• [WORKING DATA]
◆ ◆ ◆ ◆ ◆
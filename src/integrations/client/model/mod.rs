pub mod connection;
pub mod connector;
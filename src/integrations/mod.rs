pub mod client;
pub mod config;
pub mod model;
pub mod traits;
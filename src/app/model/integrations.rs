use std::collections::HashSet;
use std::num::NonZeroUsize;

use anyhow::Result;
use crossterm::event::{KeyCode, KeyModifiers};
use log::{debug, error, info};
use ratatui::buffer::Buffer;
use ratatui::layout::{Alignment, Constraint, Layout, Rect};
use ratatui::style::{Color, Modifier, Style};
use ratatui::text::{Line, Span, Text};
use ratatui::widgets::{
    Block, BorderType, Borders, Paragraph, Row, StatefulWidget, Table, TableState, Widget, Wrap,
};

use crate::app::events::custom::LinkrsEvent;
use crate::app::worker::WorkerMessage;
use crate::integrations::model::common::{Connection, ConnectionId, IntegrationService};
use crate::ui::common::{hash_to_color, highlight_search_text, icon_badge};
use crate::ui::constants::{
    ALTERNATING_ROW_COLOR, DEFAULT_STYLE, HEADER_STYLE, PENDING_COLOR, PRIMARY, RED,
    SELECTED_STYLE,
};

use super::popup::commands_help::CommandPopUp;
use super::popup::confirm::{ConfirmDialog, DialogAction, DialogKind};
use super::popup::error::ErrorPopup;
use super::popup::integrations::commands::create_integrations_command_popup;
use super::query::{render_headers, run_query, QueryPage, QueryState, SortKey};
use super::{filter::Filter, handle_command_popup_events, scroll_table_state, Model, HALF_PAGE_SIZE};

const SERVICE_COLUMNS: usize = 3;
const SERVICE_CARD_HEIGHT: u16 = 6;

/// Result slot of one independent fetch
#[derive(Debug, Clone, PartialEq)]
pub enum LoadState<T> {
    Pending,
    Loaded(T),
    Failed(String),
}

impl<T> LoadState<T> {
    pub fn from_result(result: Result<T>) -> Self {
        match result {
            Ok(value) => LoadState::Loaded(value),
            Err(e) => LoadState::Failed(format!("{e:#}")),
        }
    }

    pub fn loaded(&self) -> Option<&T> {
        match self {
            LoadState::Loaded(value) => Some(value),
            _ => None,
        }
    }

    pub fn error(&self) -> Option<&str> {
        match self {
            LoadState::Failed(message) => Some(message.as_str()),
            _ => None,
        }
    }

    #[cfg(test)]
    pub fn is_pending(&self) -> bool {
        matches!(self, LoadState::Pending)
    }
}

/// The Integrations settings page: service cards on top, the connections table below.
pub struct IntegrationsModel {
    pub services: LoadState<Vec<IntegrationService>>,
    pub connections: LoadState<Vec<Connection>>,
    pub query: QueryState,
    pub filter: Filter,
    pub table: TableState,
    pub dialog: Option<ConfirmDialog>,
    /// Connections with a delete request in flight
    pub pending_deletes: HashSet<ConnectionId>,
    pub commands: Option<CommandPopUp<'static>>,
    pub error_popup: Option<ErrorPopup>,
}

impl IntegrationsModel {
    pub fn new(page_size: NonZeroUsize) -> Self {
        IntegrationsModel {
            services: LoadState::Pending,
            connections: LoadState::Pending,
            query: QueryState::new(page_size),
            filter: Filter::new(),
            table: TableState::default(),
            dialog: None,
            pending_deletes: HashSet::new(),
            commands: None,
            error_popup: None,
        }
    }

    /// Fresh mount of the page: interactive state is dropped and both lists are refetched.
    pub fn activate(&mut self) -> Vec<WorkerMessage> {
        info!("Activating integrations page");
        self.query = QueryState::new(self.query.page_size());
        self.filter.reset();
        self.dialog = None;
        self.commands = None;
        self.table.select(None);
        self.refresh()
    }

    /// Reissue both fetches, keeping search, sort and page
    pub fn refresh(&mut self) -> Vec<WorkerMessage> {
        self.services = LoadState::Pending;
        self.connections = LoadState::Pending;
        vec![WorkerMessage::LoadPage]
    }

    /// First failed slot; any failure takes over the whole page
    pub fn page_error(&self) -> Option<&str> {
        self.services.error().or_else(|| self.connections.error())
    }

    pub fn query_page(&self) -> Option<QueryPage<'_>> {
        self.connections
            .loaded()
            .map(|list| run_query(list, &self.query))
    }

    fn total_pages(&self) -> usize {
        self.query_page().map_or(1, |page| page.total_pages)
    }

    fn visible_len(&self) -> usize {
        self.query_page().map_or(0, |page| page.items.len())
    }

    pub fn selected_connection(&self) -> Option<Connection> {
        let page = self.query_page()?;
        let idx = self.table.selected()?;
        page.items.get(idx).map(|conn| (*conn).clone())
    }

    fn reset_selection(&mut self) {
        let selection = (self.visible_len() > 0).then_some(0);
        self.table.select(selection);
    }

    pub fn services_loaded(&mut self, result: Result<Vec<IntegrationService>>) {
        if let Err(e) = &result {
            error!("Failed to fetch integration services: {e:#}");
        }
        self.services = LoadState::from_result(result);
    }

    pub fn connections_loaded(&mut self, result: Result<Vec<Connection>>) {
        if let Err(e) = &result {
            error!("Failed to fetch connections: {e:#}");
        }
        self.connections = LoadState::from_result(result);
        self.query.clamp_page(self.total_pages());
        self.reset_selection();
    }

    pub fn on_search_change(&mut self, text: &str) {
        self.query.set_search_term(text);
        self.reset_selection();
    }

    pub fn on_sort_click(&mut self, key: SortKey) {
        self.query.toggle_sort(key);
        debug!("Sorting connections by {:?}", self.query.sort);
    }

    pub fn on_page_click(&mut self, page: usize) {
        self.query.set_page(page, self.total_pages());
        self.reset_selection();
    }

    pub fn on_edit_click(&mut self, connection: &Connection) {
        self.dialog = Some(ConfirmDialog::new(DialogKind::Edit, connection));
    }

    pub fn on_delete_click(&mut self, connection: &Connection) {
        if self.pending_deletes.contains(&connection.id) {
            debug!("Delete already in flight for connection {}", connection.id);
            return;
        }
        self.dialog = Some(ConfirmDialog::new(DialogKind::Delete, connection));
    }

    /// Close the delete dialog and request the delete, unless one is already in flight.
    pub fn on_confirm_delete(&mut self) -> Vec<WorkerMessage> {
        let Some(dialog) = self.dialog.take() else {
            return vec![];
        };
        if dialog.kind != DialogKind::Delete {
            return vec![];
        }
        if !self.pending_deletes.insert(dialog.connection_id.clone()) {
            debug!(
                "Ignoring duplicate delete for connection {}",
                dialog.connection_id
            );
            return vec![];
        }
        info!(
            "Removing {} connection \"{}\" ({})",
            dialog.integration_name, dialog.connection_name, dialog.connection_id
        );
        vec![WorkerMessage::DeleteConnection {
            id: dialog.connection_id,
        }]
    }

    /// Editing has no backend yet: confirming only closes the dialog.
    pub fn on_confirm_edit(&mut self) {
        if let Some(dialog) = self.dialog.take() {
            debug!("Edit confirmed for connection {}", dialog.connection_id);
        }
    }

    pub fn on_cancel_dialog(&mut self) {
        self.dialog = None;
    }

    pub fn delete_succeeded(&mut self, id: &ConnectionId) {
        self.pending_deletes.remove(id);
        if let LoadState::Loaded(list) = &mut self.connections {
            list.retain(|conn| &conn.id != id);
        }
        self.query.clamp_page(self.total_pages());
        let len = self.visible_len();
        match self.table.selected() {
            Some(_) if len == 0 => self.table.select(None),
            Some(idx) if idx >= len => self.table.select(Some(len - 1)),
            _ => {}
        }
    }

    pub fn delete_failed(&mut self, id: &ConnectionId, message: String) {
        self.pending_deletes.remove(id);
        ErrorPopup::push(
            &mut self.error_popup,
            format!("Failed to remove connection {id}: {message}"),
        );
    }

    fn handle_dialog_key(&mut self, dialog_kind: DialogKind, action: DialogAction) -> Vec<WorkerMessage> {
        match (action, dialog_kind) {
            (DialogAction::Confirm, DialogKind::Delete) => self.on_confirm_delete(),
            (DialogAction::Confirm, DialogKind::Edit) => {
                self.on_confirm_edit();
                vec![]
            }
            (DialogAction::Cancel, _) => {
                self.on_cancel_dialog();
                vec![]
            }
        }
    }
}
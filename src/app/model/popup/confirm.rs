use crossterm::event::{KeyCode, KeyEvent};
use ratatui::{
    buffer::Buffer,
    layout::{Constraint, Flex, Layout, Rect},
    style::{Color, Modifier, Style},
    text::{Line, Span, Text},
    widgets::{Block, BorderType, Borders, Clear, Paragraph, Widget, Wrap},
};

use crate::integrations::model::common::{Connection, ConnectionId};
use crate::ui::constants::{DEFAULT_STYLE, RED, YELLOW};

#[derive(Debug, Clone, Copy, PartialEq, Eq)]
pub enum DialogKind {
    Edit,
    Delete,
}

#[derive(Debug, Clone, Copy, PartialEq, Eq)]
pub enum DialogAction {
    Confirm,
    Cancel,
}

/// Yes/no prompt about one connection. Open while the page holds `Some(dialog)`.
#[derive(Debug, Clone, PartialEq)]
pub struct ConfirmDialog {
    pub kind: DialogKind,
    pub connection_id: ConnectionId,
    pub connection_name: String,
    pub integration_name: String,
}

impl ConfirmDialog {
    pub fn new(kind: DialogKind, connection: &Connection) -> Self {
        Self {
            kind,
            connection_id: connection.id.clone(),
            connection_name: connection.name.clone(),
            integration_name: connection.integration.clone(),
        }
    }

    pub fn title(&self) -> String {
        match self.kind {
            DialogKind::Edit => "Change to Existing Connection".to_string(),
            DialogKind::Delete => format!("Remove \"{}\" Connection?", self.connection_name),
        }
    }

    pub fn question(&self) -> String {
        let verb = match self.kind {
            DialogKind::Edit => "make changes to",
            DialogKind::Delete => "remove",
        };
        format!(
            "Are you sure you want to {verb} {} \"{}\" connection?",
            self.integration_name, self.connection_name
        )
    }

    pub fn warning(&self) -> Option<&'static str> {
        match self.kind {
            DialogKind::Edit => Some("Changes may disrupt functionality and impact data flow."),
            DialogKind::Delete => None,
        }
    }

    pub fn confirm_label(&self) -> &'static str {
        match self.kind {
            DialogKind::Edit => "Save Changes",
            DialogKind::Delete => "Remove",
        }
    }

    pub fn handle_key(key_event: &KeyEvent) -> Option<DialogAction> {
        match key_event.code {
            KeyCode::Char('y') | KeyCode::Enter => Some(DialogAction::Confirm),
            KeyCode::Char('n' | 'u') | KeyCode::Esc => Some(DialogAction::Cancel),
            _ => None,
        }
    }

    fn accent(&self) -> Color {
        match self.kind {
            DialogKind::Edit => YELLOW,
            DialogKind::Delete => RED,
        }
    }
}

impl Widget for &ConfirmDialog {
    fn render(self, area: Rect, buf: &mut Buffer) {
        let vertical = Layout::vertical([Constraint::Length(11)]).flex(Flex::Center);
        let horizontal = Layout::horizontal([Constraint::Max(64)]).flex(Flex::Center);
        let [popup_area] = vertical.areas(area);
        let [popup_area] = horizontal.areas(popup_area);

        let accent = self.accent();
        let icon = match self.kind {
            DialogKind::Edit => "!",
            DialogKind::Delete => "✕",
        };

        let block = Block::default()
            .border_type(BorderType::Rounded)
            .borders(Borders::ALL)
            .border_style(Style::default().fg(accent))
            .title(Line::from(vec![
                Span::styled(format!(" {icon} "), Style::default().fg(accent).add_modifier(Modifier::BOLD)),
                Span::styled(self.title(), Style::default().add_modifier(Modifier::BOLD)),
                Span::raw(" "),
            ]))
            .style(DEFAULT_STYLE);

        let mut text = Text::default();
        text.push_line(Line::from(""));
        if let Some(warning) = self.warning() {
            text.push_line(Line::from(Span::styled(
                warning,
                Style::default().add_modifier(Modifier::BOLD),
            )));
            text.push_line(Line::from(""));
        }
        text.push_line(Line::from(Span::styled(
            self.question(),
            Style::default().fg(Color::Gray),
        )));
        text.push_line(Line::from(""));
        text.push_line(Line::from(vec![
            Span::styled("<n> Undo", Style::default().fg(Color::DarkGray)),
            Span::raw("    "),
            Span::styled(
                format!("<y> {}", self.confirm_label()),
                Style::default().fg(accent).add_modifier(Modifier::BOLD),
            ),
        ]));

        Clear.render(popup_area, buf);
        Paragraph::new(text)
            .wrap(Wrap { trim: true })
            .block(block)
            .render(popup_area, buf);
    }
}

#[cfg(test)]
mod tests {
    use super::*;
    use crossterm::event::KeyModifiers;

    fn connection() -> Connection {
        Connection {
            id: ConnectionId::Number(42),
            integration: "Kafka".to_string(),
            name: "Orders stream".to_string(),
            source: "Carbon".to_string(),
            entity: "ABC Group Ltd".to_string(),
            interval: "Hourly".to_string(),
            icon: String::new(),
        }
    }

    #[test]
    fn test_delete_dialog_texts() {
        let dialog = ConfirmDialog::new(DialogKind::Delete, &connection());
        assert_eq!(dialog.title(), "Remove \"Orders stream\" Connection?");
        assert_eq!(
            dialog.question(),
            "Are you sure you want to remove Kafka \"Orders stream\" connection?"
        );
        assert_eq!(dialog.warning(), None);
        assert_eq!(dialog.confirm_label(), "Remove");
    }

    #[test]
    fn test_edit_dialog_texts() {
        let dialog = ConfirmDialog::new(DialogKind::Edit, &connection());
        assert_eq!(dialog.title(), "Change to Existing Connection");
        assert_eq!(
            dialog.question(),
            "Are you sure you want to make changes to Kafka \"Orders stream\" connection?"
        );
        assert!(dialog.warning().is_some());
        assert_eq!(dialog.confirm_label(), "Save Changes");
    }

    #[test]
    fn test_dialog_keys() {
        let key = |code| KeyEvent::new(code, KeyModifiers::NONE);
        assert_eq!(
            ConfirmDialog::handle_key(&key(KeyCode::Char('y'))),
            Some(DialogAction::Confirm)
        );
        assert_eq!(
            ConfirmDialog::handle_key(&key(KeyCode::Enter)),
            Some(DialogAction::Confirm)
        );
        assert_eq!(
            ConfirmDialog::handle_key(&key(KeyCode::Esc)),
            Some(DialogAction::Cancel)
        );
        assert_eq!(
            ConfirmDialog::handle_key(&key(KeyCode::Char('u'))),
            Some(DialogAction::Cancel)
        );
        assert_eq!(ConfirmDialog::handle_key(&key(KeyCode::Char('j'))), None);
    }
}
◆ ◆ ◆ ◆ ◆
• [EXERCISE BRIEF] All lines above that include the word "ConnectionId" should be located and copied.

• [SOLVED PROBLEM]
use crate::integrations::model::common::{Connection, ConnectionId, IntegrationService};
    pub pending_deletes: HashSet<ConnectionId>,
    pub fn delete_succeeded(&mut self, id: &ConnectionId) {
    pub fn delete_failed(&mut self, id: &ConnectionId, message: String) {
use crate::integrations::model::common::{Connection, ConnectionId};
    pub connection_id: ConnectionId,
            id: ConnectionId::Number(42),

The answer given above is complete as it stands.